La même année, Forman parvint à tourner son premier long-métrage d’après une nouvelle de Jaroslav Papousek, L'As de pique(1963). Le film gagne au concours du festival international de Locarno et ouvre au réalisateur les portes de l’Amérique tant rêvée. Cependant, les portes du monde ne s’ouvrent réellement qu’après le film suivant, Les Amours d’une blonde (1965), qui lui rapporte une première nomination pour un Oscar comme meilleur film étranger.

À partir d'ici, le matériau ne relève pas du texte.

// Identifier and qualified-name grammar.
//
// Regular identifiers are `[A-Za-z][A-Za-z0-9_]*`; delimited identifiers are
// double-quoted with `""` escapes. Qualified names are dot-separated chains
// assigned to catalog/schema/table slots from the right.

use adql_ast::{ColumnReference, Identifier, TableName};
use memchr::memchr;

use crate::cursor::Cursor;
use crate::error::ParseError;

/// Parse a regular identifier: one ASCII letter, then ASCII letters, digits,
/// or underscores. Digits-first input fails without consuming anything.
pub(crate) fn regular_identifier(c: &mut Cursor<'_>) -> Result<Identifier, ParseError> {
    match c.peek() {
        Some(byte) if byte.is_ascii_alphabetic() => {}
        _ => return Err(c.error("regular_identifier", "expected an ASCII letter")),
    }
    let text = c.take_while(|b| b.is_ascii_alphanumeric() || b == b'_');
    Ok(Identifier::Regular(text.to_owned()))
}

/// Parse a delimited identifier: `"` content `"`, folding `""` to `"`.
///
/// The content scan uses memchr to jump between quote bytes; everything in
/// between is copied verbatim. An unterminated identifier (including a
/// dangling escape at end of input) is a failure.
pub(crate) fn delimited_identifier(c: &mut Cursor<'_>) -> Result<Identifier, ParseError> {
    if !c.eat(b'"') {
        return Err(c.error("delimited_identifier", "expected opening '\"'"));
    }
    let mut value = String::new();
    loop {
        let rest = c.rest();
        match memchr(b'"', rest.as_bytes()) {
            Some(offset) => {
                value.push_str(&rest[..offset]);
                c.advance(offset + 1);
                if c.eat(b'"') {
                    // Doubled-quote escape.
                    value.push('"');
                } else {
                    return Ok(Identifier::Delimited(value));
                }
            }
            None => {
                return Err(c.error(
                    "delimited_identifier",
                    "unterminated delimited identifier",
                ));
            }
        }
    }
}

/// Parse an identifier: regular form first, then delimited, with full
/// rollback between the alternatives.
pub(crate) fn identifier(c: &mut Cursor<'_>) -> Result<Identifier, ParseError> {
    let start = c.pos();
    if let Ok(id) = regular_identifier(c) {
        return Ok(id);
    }
    c.rewind(start);
    match delimited_identifier(c) {
        Ok(id) => Ok(id),
        Err(err) => {
            c.rewind(start);
            // Keep the delimited diagnostic when a quote actually opened;
            // otherwise neither alternative started.
            if c.peek() == Some(b'"') {
                Err(err)
            } else {
                Err(c.error("identifier", "expected an identifier"))
            }
        }
    }
}

/// Parse one or more identifiers separated by `.` with no surrounding
/// whitespace. A trailing dot not followed by an identifier is left
/// unconsumed.
fn identifier_chain(c: &mut Cursor<'_>) -> Result<Vec<Identifier>, ParseError> {
    let mut parts = vec![identifier(c)?];
    loop {
        let mark = c.pos();
        if !c.eat(b'.') {
            break;
        }
        match identifier(c) {
            Ok(id) => parts.push(id),
            Err(_) => {
                c.rewind(mark);
                break;
            }
        }
    }
    Ok(parts)
}

/// Parse a table name of one to three dot-separated identifiers; additional
/// leading segments are dropped by the right-to-left assignment.
pub(crate) fn table_name(c: &mut Cursor<'_>) -> Result<TableName, ParseError> {
    let start = c.pos();
    let parts = identifier_chain(c)?;
    TableName::from_parts(parts).ok_or_else(|| {
        c.rewind(start);
        c.error("table_name", "empty identifier sequence")
    })
}

/// Parse a column reference of one to four dot-separated identifiers, the
/// qualifier shape mirroring [`table_name`] one level deeper.
pub(crate) fn column_reference(c: &mut Cursor<'_>) -> Result<ColumnReference, ParseError> {
    let start = c.pos();
    let parts = identifier_chain(c)?;
    ColumnReference::from_parts(parts).ok_or_else(|| {
        c.rewind(start);
        c.error("column_reference", "empty identifier sequence")
    })
}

Grâce à cette nomination aux Oscars, il devient un célèbre cinéaste européen et est remarqué par le fameux producteur italien Carlo Ponti. Ce dernier invite Forman, Jaroslav Papousek et Ivan Passer en Italie pour écrire le scénario d'une comédie sur la chasse au dernier ours des Hautes Tatras en Slovaquie. Le fameux producteur se fait cependant une idée toute différente du résultat que le trio de jeunes créateurs et le projet est abandonné. Mais le trio ne se laisse pas abattre par cet échec et se met à travailler, dès son retour au pays, sur d’autres thèmes. Il trouve son sujet lors du bal des pompiers volontaires à Vrchlabi, dans les Monts des Géants, qui engendre la comédie acerbe Au feu, les pompiers! (1967). Après de tortueuses péripéties pour la projection du film dans les salles, il peut finalement sortir, même aux États-Unis, et vaut à Forman une autre nomination aux Oscars.

New York

En 1967, Forman obtient l’autorisation de voyager aux USA où il peut tourner son premier film américain chez Paramount. Il a plusieurs idées, parmi lesquelles une adaptation du roman de Kafka, L'Amérique, sur laquelle il avait commencé à travailler avec Vaclav Havel en Tchécoslovaquie, mais qui avait été refusée par les institutions communistes à cause du thème traité.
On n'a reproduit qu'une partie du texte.